Domestic team information
- 1912–1920: Ireland

Career statistics
| Competition | First-class |
| Matches | 4 |
| Runs scored | 56 |
| Batting average | 11.20 |
| 100s/50s | –/– |
| Top score | 17 |
| Balls bowled | 751 |
| Wickets | 13 |
| Bowling average | 21.00 |
| 5 wickets in innings | – |
| 10 wickets in match | – |
| Best bowling | 4/66 |
| Catches/stumpings | 3/– |
- Source: Cricinfo, 5 November 2018

= Basil Ward (cricketer) =

Irish cricketer

Basil Jordain Ward (6 August 1889 - 29 March 1972) was an Irish first-class cricketer.

Ward was born at Dublin in August 1889, where he was educated at Mountjoy School. After finishing his schooling, he went up to Trinity College, Dublin in 1908, where he played club cricket for Dublin University. He did not appear regularly for the university until 1912, but did represent Leinster alongside.
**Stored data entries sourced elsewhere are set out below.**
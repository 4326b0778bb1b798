//! # Value Noise
//!
//! Smooth, deterministic 2D noise for the climate fields.
//!
//! ## Why value noise?
//!
//! Temperature and precipitation only need a smooth, continuous field with
//! a single dominant frequency. Value noise (random lattice values with
//! smoothstep interpolation) gives exactly that, has a known [0, 1] output
//! range with no normalization constant, and is cheap.
//!
//! ## Determinism Guarantee
//!
//! Given the same seed, this implementation produces **exactly** the same
//! values on any platform: the lattice comes from an integer shuffle, and
//! interpolation uses only `f64` add/mul.

/// Pre-computed permutation table for noise.
///
/// This is computed once from the seed and reused.
struct PermutationTable {
    /// 512-entry permutation table (256 entries, doubled for overflow handling).
    perm: [u8; 512],
}

impl PermutationTable {
    /// Creates a new permutation table from a seed.
    fn new(seed: i64) -> Self {
        let mut perm = [0u8; 512];

        for (i, p) in perm.iter_mut().take(256).enumerate() {
            *p = i as u8;
        }

        // Fisher-Yates shuffle with xorshift64. A zero state would never
        // move, so it is nudged off zero.
        let mut rng_state = (seed as u64) | 1;
        for i in (1..256).rev() {
            rng_state ^= rng_state << 13;
            rng_state ^= rng_state >> 7;
            rng_state ^= rng_state << 17;

            let j = (rng_state % (i as u64 + 1)) as usize;
            perm.swap(i, j);
        }

        // Double the table to avoid index wrapping
        for i in 0..256 {
            perm[256 + i] = perm[i];
        }

        Self { perm }
    }

    /// Gets a permutation value (with automatic wrapping).
    #[inline]
    fn get(&self, index: usize) -> u8 {
        self.perm[index & 511]
    }

    /// Lattice value in [0, 1] at integer coordinates.
    #[inline]
    fn lattice(&self, i: i32, j: i32) -> f64 {
        let ii = (i & 255) as usize;
        let jj = (j & 255) as usize;
        f64::from(self.get(ii + self.get(jj) as usize)) / 255.0
    }
}

/// 2D value noise generator.
///
/// Produces smooth, continuous values in the range [0, 1].
///
/// # Example
///
/// ```rust,ignore
/// let noise = ValueNoise::new(layer_seed.value());
///
/// let t = noise.sample(12.5, -3.25);
/// assert!((0.0..=1.0).contains(&t));
/// ```
pub struct ValueNoise {
    /// The permutation table.
    perm_table: PermutationTable,
}

impl ValueNoise {
    /// Creates a new value noise generator from a seed.
    #[must_use]
    pub fn new(seed: i64) -> Self {
        Self {
            perm_table: PermutationTable::new(seed),
        }
    }

    /// Samples noise at the given coordinates (one lattice cell per unit).
    ///
    /// # Returns
    ///
    /// A value in the range [0, 1].
    #[must_use]
    pub fn sample(&self, x: f64, y: f64) -> f64 {
        let i = fast_floor(x);
        let j = fast_floor(y);
        let fx = smoothstep(x - f64::from(i));
        let fy = smoothstep(y - f64::from(j));

        let v00 = self.perm_table.lattice(i, j);
        let v10 = self.perm_table.lattice(i + 1, j);
        let v01 = self.perm_table.lattice(i, j + 1);
        let v11 = self.perm_table.lattice(i + 1, j + 1);

        let top = lerp(v00, v10, fx);
        let bottom = lerp(v01, v11, fx);
        lerp(top, bottom, fy).clamp(0.0, 1.0)
    }
}

/// Fast floor function.
///
/// Faster than `f64::floor()` for our use case.
#[inline]
fn fast_floor(x: f64) -> i32 {
    let xi = x as i32;
    if x < f64::from(xi) {
        xi - 1
    } else {
        xi
    }
}

#[inline]
fn smoothstep(t: f64) -> f64 {
    t * t * (3.0 - 2.0 * t)
}

#[inline]
fn lerp(a: f64, b: f64, t: f64) -> f64 {
    a + (b - a) * t
}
Ward made his debut in first-class cricket for Ireland against Scotland at Dublin in 1912. He played in the same fixture in 1913 at Edinburgh, and in 1914 at Dublin. Ward served in the British Army during World War I, enlisting in August 1915 as a Second Lieutenant in the Royal Field Artillery. Surviving the war, he returned to playing club cricket for Dublin University. He made a final first-class appearance for Ireland against Scotland at Edinburgh in 1920, a year in which he also played minor matches against Cambridge University and Derbyshire at College Park, Dublin. Ward played in a total of four first-class matches, scoring 56 runs with a highest score of 17. However, it is a fast-medium bowler that Ward is better remembered, where alongside an impressive club record, he also took 13 first-class wickets at an average of 21.00, with best innings figures of 4 for 66. A schoolteacher by profession, he took up a teaching position in London soon after his final appearance for Ireland. He died at Wandsworth Common in London in March 1972.